If one starts podman with superpowers, one gets a different error:

# podman run --cap-add ALL --privileged --rm -it ppc64le/centos:7
...
# buildah from scratch  
ERRO 'overlay' is not supported over overlayfs    
'overlay' is not supported over overlayfs: backing file system is unsupported for this graph driver
# buildah --isolation=chroot from scratch
ERRO 'overlay' is not supported over overlayfs    
'overlay' is not supported over overlayfs: backing file system is unsupported for this graph driver

rhatdan commented 4 years ago

If you are in a container, then you should use buildah from --isolation=chroot, no reason to use container technology within a container.

We do a lot of configuration to make buildah run within a locked down container.

https://github.com/containers/buildah/blob/master/contrib/buildahimage/stable/Dockerfile

GJaminon commented 3 years ago

no reason to use container technology within a container.

Sorry but when building a image from inside a Jenkins container agent it is useful. Since dockerd is deprecated in Kubernetes we need an alternative; Is it possible with Buildah or do we need to find something else ?

rhatdan commented 3 years ago

The comment should have been more specific. Basically locking down a process within a container with additional duplicative lock down is not worth it.

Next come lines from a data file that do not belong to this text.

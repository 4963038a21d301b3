//! Peak-to-peak artifact detection.
//!
//! A channel is bad within an epoch when `max - min > |criterion|` (strict).
//! An epoch is rejected when any channel is bad.
use ndarray::ArrayView2;

use crate::segment::Epoch;

/// Per-channel `max - min`.
pub fn peak_to_peak(data: ArrayView2<'_, f32>) -> Vec<f32> {
    data.rows()
        .into_iter()
        .map(|row| {
            let (lo, hi) = row
                .iter()
                .fold((f32::INFINITY, f32::NEG_INFINITY), |(lo, hi), &v| (lo.min(v), hi.max(v)));
            if row.is_empty() { 0.0 } else { hi - lo }
        })
        .collect()
}

/// 0-based indices of channels whose peak-to-peak exceeds `|criterion|`.
pub fn detect_bad_channels(data: ArrayView2<'_, f32>, criterion: f32) -> Vec<usize> {
    let limit = criterion.abs();
    peak_to_peak(data)
        .into_iter()
        .enumerate()
        .filter(|&(_, p2p)| p2p > limit)
        .map(|(c, _)| c)
        .collect()
}

/// Mark epochs with any bad channel as rejected; returns how many were
/// newly flagged.  Already-rejected epochs stay rejected.
pub fn reject_epochs(epochs: &mut [Epoch], threshold: f32) -> usize {
    let mut flagged = 0;
    for ep in epochs.iter_mut().filter(|e| !e.rejected) {
        let bad = detect_bad_channels(ep.data.view(), threshold);
        if !bad.is_empty() {
            log::debug!(
                "epoch '{}' at sample {} rejected: {} bad channel(s)",
                ep.code,
                ep.sample,
                bad.len()
            );
            ep.rejected = true;
            flagged += 1;
        }
    }
    flagged
}
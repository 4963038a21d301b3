//! Event-locked segmentation.
//!
//! Cuts the continuous [C, T] signal into fixed-length epochs around every
//! event whose code is mapped to a category.  For an event at sample `c`
//! and a window `[tmin, tmax)`:
//!
//! ```text
//! start = c + round(tmin · sfreq)
//! stop  = c + round(tmax · sfreq)        (exclusive)
//! ```
//!
//! Events whose window runs off either end of the recording are dropped
//! (never truncated) and reported.  Epochs keep the chronological order of
//! their events.
use ndarray::{s, Array2, ArrayView2};

use crate::baseline::{baseline_correct_inplace, baseline_range};
use crate::config::{Baseline, CategoryRule, EpochWindow, ErpConfig};
use crate::error::{ErpError, Result};
use crate::recording::Recording;

/// Convert seconds to samples, rounding half to even like `numpy.round`.
pub fn seconds_to_samples(seconds: f64, sfreq: f64) -> i64 {
    (seconds * sfreq).round_ties_even() as i64
}

/// One event-locked segment.
#[derive(Debug, Clone)]
pub struct Epoch {
    pub code: String,
    pub category: String,
    /// Sample of the anchoring event in the continuous recording.
    pub sample: usize,
    /// [C, L]
    pub data: Array2<f32>,
    pub rejected: bool,
}

/// An event whose window did not fit inside the recording.
#[derive(Debug, Clone, PartialEq, Eq)]
pub struct DroppedEvent {
    pub code: String,
    pub category: String,
    pub sample: usize,
}

/// Output of the segmenter.
#[derive(Debug, Clone, Default)]
pub struct Segmentation {
    pub epochs: Vec<Epoch>,
    pub dropped: Vec<DroppedEvent>,
    /// Samples per epoch.
    pub epoch_len: usize,
    /// Sample of the event inside each epoch.
    pub event_offset: usize,
}

impl Segmentation {
    pub fn epochs_in(&self, category: &str) -> impl Iterator<Item = &Epoch> + '_ {
        let category = category.to_owned();
        self.epochs.iter().filter(move |e| e.category == category)
    }

    pub fn dropped_in(&self, category: &str) -> usize {
        self.dropped.iter().filter(|d| d.category == category).count()
    }
}

/// Slice `[start, start + len)` out of `data`, or `None` if it does not fit.
pub fn extract_segment(data: &Array2<f32>, start: i64, len: usize) -> Option<ArrayView2<'_, f32>> {
    let stop = start.checked_add(len as i64)?;
    if start < 0 || stop > data.ncols() as i64 {
        return None;
    }
    Some(data.slice(s![.., start as usize..stop as usize]))
}

/// Cuts epochs around mapped events.
#[derive(Debug, Clone)]
pub struct Segmenter {
    pub window: EpochWindow,
    pub baseline: Option<Baseline>,
    pub rules: Vec<CategoryRule>,
}

impl Segmenter {
    pub fn new(window: EpochWindow, rules: Vec<CategoryRule>) -> Self {
        Self { window, baseline: None, rules }
    }

    pub fn with_baseline(mut self, baseline: Option<Baseline>) -> Self {
        self.baseline = baseline;
        self
    }

    pub fn from_config(cfg: &ErpConfig) -> Self {
        Self::new(cfg.window, cfg.categories.clone()).with_baseline(cfg.baseline)
    }

    fn category_of(&self, code: &str) -> Option<&str> {
        self.rules.iter().find(|r| r.code == code).map(|r| r.label.as_str())
    }

    pub fn segment(&self, recording: &Recording) -> Result<Segmentation> {
        let (start_offset, len) = self.window.samples(recording.sfreq);
        if len == 0 {
            return Err(ErpError::config(format!(
                "epoch window [{}, {}) s is shorter than one sample",
                self.window.tmin, self.window.tmax
            )));
        }
        let baseline = self
            .baseline
            .as_ref()
            .map(|b| baseline_range(b, &self.window, recording.sfreq))
            .transpose()?;

        let mut out = Segmentation {
            epoch_len: len,
            event_offset: (-start_offset).max(0) as usize,
            ..Segmentation::default()
        };
        for ev in &recording.events {
            let Some(category) = self.category_of(&ev.code) else { continue };
            let start = ev.sample as i64 + start_offset;
            match extract_segment(&recording.data, start, len) {
                Some(view) => {
                    let mut data = view.to_owned();
                    if let Some(range) = &baseline {
                        baseline_correct_inplace(&mut data, range.clone());
                    }
                    out.epochs.push(Epoch {
                        code: ev.code.clone(),
                        category: category.to_owned(),
                        sample: ev.sample,
                        data,
                        rejected: false,
                    });
                }
                None => {
                    log::warn!(
                        "event '{}' at sample {} ({:.3} s): segment extends beyond data range, dropped",
                        ev.code,
                        ev.sample,
                        ev.sample as f64 / recording.sfreq
                    );
                    out.dropped.push(DroppedEvent {
                        code: ev.code.clone(),
                        category: category.to_owned(),
                        sample: ev.sample,
                    });
                }
            }
        }
        Ok(out)
    }
}
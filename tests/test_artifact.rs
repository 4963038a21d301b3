use eegw::artifact::{detect_bad_channels, peak_to_peak, reject_epochs};
use eegw::Epoch;
use ndarray::Array2;

fn data() -> Array2<f32> {
    Array2::from_shape_vec(
        (3, 5),
        vec![-2.0, 6.0, -1.0, -4.0, 0.0, 9.0, 3.0, 5.0, 2.0, 1.0, 0.0, -4.0, -8.0, -3.0, 8.0],
    )
    .unwrap()
}

#[test]
fn detect_bad_channels_cases() {
    let cases: [(f32, &[usize]); 5] = [
        (15.0, &[2]),
        (8.0, &[0, 2]),
        (7.9, &[0, 1, 2]),
        (20.0, &[]),
        (-1.0, &[0, 1, 2]),
    ];
    for (criterion, expected) in cases {
        assert_eq!(detect_bad_channels(data().view(), criterion), expected, "criterion {criterion}");
    }
}

#[test]
fn peak_to_peak_values() {
    assert_eq!(peak_to_peak(data().view()), vec![10.0, 8.0, 16.0]);
}

fn epoch(amplitude: f32) -> Epoch {
    Epoch {
        code: "A".into(),
        category: "target".into(),
        sample: 0,
        data: Array2::from_shape_fn((4, 50), |(c, t)| if c == 3 && t == 20 { amplitude } else { 0.0 }),
        rejected: false,
    }
}

#[test]
fn epoch_rejected_when_any_channel_exceeds() {
    let mut epochs = vec![epoch(5.0), epoch(150.0), epoch(99.0)];
    assert_eq!(reject_epochs(&mut epochs, 100.0), 1);
    let flags: Vec<_> = epochs.iter().map(|e| e.rejected).collect();
    assert_eq!(flags, [false, true, false]);
}

#[test]
fn rejection_is_idempotent() {
    let mut epochs = vec![epoch(5.0), epoch(150.0), epoch(-300.0)];
    assert_eq!(reject_epochs(&mut epochs, 100.0), 2);
    let first: Vec<_> = epochs.iter().map(|e| e.rejected).collect();
    assert_eq!(reject_epochs(&mut epochs, 100.0), 0);
    let second: Vec<_> = epochs.iter().map(|e| e.rejected).collect();
    assert_eq!(first, second);
}

#[test]
fn rejection_never_clears_a_flag() {
    let mut epochs = vec![epoch(150.0)];
    reject_epochs(&mut epochs, 100.0);
    reject_epochs(&mut epochs, 1000.0);
    assert!(epochs[0].rejected);
}
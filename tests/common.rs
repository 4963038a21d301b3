/// Shared helpers: synthetic recordings and in-memory reader/writer.
use chrono::{DateTime, TimeDelta, TimeZone, Utc};
use eegw::{
    AveragedRecording, Clock, ErpError, Event, FixedClock, HistoryEntry, Recording, RecordingReader,
    RecordingWriter, StWriter,
};
use ndarray::Array2;
use std::cell::Cell;
use std::path::Path;

#[allow(unused)]
pub fn fixed_clock() -> FixedClock {
    FixedClock(Utc.with_ymd_and_hms(2024, 1, 15, 12, 0, 0).unwrap())
}

/// Advances one second on every reading, starting at the fixed clock's instant.
#[allow(unused)]
pub struct TickingClock(Cell<DateTime<Utc>>);

#[allow(unused)]
impl TickingClock {
    pub fn new() -> Self {
        Self(Cell::new(fixed_clock().0))
    }
}

impl Clock for TickingClock {
    fn now(&self) -> DateTime<Utc> {
        let t = self.0.get();
        self.0.set(t + TimeDelta::seconds(1));
        t
    }
}

#[allow(unused)]
/// `n_ch` channels of low-amplitude sinusoids with `events` at the given
/// samples.  Each channel has its own frequency and phase; peak-to-peak
/// stays below 10.
pub fn sine_recording(n_ch: usize, n_t: usize, sfreq: f64, events: Vec<Event>) -> Recording {
    let data = Array2::from_shape_fn((n_ch, n_t), |(c, t)| {
        let f = 3.0 + c as f64;
        let ph = c as f64 * 0.7;
        (4.0 * (2.0 * std::f64::consts::PI * f * t as f64 / sfreq + ph).sin()) as f32
    });
    Recording::new(data, sfreq, events).unwrap()
}

#[allow(unused)]
/// `n` events of `code`, evenly spaced by `spacing` samples starting at `first`.
pub fn evenly_spaced(code: &str, n: usize, first: usize, spacing: usize) -> Vec<Event> {
    (0..n).map(|i| Event::new(code, first + i * spacing)).collect()
}

#[allow(unused)]
/// Store `rec` as an input container at `path`.
pub fn write_recording(rec: &Recording, path: &Path) {
    let mut w = StWriter::new();
    w.add_f32_arr2("data", &rec.data);
    w.add_f64("sfreq", &[rec.sfreq], &[1]);
    if !rec.ch_names.is_empty() {
        w.add_lines("ch_names", &rec.ch_names);
    }
    if !rec.events.is_empty() {
        let samples: Vec<i64> = rec.events.iter().map(|e| e.sample as i64).collect();
        let codes: Vec<&str> = rec.events.iter().map(|e| e.code.as_str()).collect();
        w.add_i64("event_samples", &samples, &[samples.len()]);
        w.add_lines("event_codes", &codes);
    }
    if !rec.bad_channels.is_empty() {
        let bads: Vec<i32> = rec.bad_channels.iter().map(|&b| b as i32).collect();
        w.add_i32("bad_channels", &bads, &[bads.len()]);
    }
    if let Some(t) = rec.start_time {
        w.set_metadata("start_time", t.to_rfc3339());
    }
    if let Some(d) = &rec.device {
        w.set_metadata("device", d.clone());
    }
    if !rec.history.is_empty() {
        w.set_metadata("history", serde_json::to_string(&rec.history).unwrap());
    }
    w.write(path).unwrap();
}

#[allow(unused)]
/// Hands out a recording held in memory.
pub struct MemoryReader {
    pub name: String,
    pub recording: Recording,
}

#[allow(unused)]
impl MemoryReader {
    pub fn new(name: &str, recording: Recording) -> Self {
        Self { name: name.to_owned(), recording }
    }
}

impl RecordingReader for MemoryReader {
    fn source(&self) -> String {
        self.name.clone()
    }

    fn read(&mut self) -> Result<Recording, ErpError> {
        Ok(self.recording.clone())
    }
}

#[allow(unused)]
/// Keeps whatever the pipeline writes.
#[derive(Default)]
pub struct MemoryWriter {
    pub written: Option<(AveragedRecording, Vec<HistoryEntry>)>,
}

impl RecordingWriter for MemoryWriter {
    fn write(&mut self, output: &AveragedRecording, history: &[HistoryEntry]) -> Result<(), ErpError> {
        self.written = Some((output.clone(), history.to_vec()));
        Ok(())
    }
}

//! Continuous recording and its event markers.
use chrono::{DateTime, Utc};
use ndarray::Array2;

use crate::error::{ErpError, Result};
use crate::history::HistoryEntry;

/// A marker in the recording, anchored to a sample index.
#[derive(Debug, Clone, PartialEq, Eq)]
pub struct Event {
    pub code: String,
    pub sample: usize,
}

impl Event {
    pub fn new(code: impl Into<String>, sample: usize) -> Self {
        Self { code: code.into(), sample }
    }
}

/// A continuous multi-channel recording.
#[derive(Debug, Clone)]
pub struct Recording {
    /// [C, T] in native units (µV for EGI-style containers).
    pub data: Array2<f32>,
    /// Sampling rate (Hz).
    pub sfreq: f64,
    /// Channel names (empty if the container did not store any).
    pub ch_names: Vec<String>,
    /// Bad channels as 1-based channel numbers.
    pub bad_channels: Vec<usize>,
    /// Events, sorted by sample.
    pub events: Vec<Event>,
    pub start_time: Option<DateTime<Utc>>,
    /// Recording device, e.g. `"HydroCel GSN 256 1.0"`.
    pub device: Option<String>,
    /// Processing history carried over from the input container.
    pub history: Vec<HistoryEntry>,
}

impl Recording {
    /// Build a recording, checking shape invariants and sorting `events`
    /// chronologically (stable, so simultaneous events keep their order).
    pub fn new(data: Array2<f32>, sfreq: f64, mut events: Vec<Event>) -> Result<Self> {
        if !(sfreq > 0.0 && sfreq.is_finite()) {
            return Err(ErpError::data(format!("invalid sampling rate: {sfreq}")));
        }
        let n_t = data.ncols();
        if let Some(ev) = events.iter().find(|e| e.sample >= n_t) {
            return Err(ErpError::data(format!(
                "event '{}' at sample {} is outside the recording ({n_t} samples)",
                ev.code, ev.sample
            )));
        }
        events.sort_by_key(|e| e.sample);
        Ok(Self {
            data,
            sfreq,
            ch_names: vec![],
            bad_channels: vec![],
            events,
            start_time: None,
            device: None,
            history: vec![],
        })
    }

    pub fn with_ch_names(mut self, ch_names: Vec<String>) -> Result<Self> {
        if !ch_names.is_empty() && ch_names.len() != self.n_channels() {
            return Err(ErpError::data(format!(
                "{} channel names for {} channels",
                ch_names.len(),
                self.n_channels()
            )));
        }
        self.ch_names = ch_names;
        Ok(self)
    }

    #[inline]
    pub fn n_channels(&self) -> usize {
        self.data.nrows()
    }

    #[inline]
    pub fn n_samples(&self) -> usize {
        self.data.ncols()
    }

    #[inline]
    pub fn nyquist(&self) -> f64 {
        self.sfreq / 2.0
    }

    pub fn duration_secs(&self) -> f64 {
        self.n_samples() as f64 / self.sfreq
    }

    /// Distinct event codes in order of first appearance.
    pub fn event_codes(&self) -> Vec<&str> {
        let mut out: Vec<&str> = Vec::new();
        for ev in &self.events {
            if !out.contains(&ev.code.as_str()) {
                out.push(&ev.code);
            }
        }
        out
    }
}
//! Model invocation.

use serde::{Deserialize, Serialize};
use tracing::debug;

use crate::chat::{ChatRequest, SharedChatProvider};
use crate::error::Result;

/// Per-task model parameters.
#[derive(Debug, Clone, PartialEq, Serialize, Deserialize)]
pub struct ModelSettings {
    /// Model id; `None` uses the provider's default model.
    #[serde(default, skip_serializing_if = "Option::is_none")]
    pub model: Option<String>,
    /// Sampling temperature.
    pub temperature: f32,
    /// Optional cap on generated tokens.
    #[serde(default, skip_serializing_if = "Option::is_none")]
    pub max_tokens: Option<u32>,
}

impl Default for ModelSettings {
    fn default() -> Self {
        Self {
            model: None,
            temperature: 0.0,
            max_tokens: None,
        }
    }
}

impl ModelSettings {
    /// Settings with the given temperature and the provider's default model.
    #[must_use]
    pub const fn with_temperature(temperature: f32) -> Self {
        Self {
            model: None,
            temperature,
            max_tokens: None,
        }
    }

    /// Sets the model id.
    #[must_use]
    pub fn model(mut self, model: impl Into<String>) -> Self {
        self.model = Some(model.into());
        self
    }

    /// Sets the token cap.
    #[must_use]
    pub const fn max_tokens(mut self, max_tokens: u32) -> Self {
        self.max_tokens = Some(max_tokens);
        self
    }
}

/// Sends rendered prompts to a chat provider.
///
/// One call per [`invoke`](Self::invoke), no retry.
#[derive(Clone)]
pub struct ModelInvoker {
    provider: SharedChatProvider,
    settings: ModelSettings,
}

impl std::fmt::Debug for ModelInvoker {
    fn fmt(&self, f: &mut std::fmt::Formatter<'_>) -> std::fmt::Result {
        f.debug_struct("ModelInvoker")
            .field("provider", &self.provider.provider_name())
            .field("settings", &self.settings)
            .finish()
    }
}

impl ModelInvoker {
    /// Creates an invoker.
    #[must_use]
    pub fn new(provider: SharedChatProvider, settings: ModelSettings) -> Self {
        Self { provider, settings }
    }

    /// Model settings.
    #[must_use]
    pub const fn settings(&self) -> &ModelSettings {
        &self.settings
    }

    /// Model id the next call will use.
    #[must_use]
    pub fn model(&self) -> &str {
        self.settings
            .model
            .as_deref()
            .unwrap_or_else(|| self.provider.default_model())
    }

    /// Builds the request for `prompt`.
    #[must_use]
    pub fn request(&self, prompt: &str) -> ChatRequest {
        let mut request = ChatRequest::new(self.model())
            .user(prompt)
            .temperature(self.settings.temperature);
        if let Some(max_tokens) = self.settings.max_tokens {
            request = request.max_tokens(max_tokens);
        }
        request
    }

    /// Sends `prompt` and returns the raw reply text.
    ///
    /// # Errors
    ///
    /// Returns [`Error::Upstream`](crate::error::Error::Upstream) for any
    /// provider failure.
    pub async fn invoke(&self, prompt: &str) -> Result<String> {
        let request = self.request(prompt);
        debug!(
            provider = self.provider.provider_name(),
            model = %request.model,
            temperature = self.settings.temperature,
            "invoking model"
        );

        let response = self.provider.chat(&request).await?;
        debug!(
            reply_len = response.text().len(),
            model = response.model.as_deref().unwrap_or(&request.model),
            "reply received"
        );
        Ok(response.into_text())
    }
}

#[cfg(test)]
#[allow(clippy::unwrap_used, clippy::panic, clippy::clone_on_ref_ptr)]
mod tests {
    use std::sync::Arc;

    use super::*;
    use crate::error::{Error, LlmError};
    use crate::llms::MockProvider;

    #[tokio::test]
    async fn invoke_sends_one_user_message() {
        let mock = Arc::new(MockProvider::new(["reply"]));
        let invoker = ModelInvoker::new(mock.clone(), ModelSettings::with_temperature(0.7));

        assert_eq!(invoker.invoke("the prompt").await.unwrap(), "reply");
        assert_eq!(mock.call_count(), 1);

        let request = mock.last_request().await.unwrap();
        assert_eq!(request.model, "mock-model");
        assert_eq!(request.temperature, Some(0.7));
        assert_eq!(request.messages.len(), 1);
        assert_eq!(request.messages[0].content, "the prompt");
    }

    #[tokio::test]
    async fn model_override_and_token_cap() {
        let mock = Arc::new(MockProvider::new(["ok"]));
        let settings = ModelSettings::default().model("deepseek-reasoner").max_tokens(64);
        let invoker = ModelInvoker::new(mock.clone(), settings);

        invoker.invoke("p").await.unwrap();
        let request = mock.last_request().await.unwrap();
        assert_eq!(request.model, "deepseek-reasoner");
        assert_eq!(request.max_tokens, Some(64));
    }

    #[tokio::test]
    async fn provider_failure_is_upstream() {
        let mock = Arc::new(MockProvider::failing(LlmError::network("connection refused")));
        let invoker = ModelInvoker::new(mock, ModelSettings::default());

        let err = invoker.invoke("p").await.unwrap_err();
        assert!(matches!(err, Error::Upstream(LlmError::Network(_))));
    }
}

So if I have dropped caps, and running with SELinux lock down and seccomp rules locked down, then don't attempt to do them again. If the container engines attempt to, they will be blocked, because of the existing container lockdown and your container engine will fail.

It is possible to run buildah and podman within a container. The issue is how much security you lock said container down with.

Running docker within a container has the same issues. It requires a --priivleged container or a container with a leaked docker.socket from the host into the container, which is arguably less secure then just running --privileged.

GJaminon commented 3 years ago

The goal is not to have a docker socket available in a Container but to build a container image inside a CI agent running in K8S

rhatdan commented 3 years ago

Sure, but in order to run most containers, you need more then one UID within the container, and a lot of times the process needs some linux capabilities. Podman requires these. (as well as Docker).

pkit commented 1 year ago

If you are in a container, then you should use buildah from --isolation=chroot, no reason to use container technology within a container.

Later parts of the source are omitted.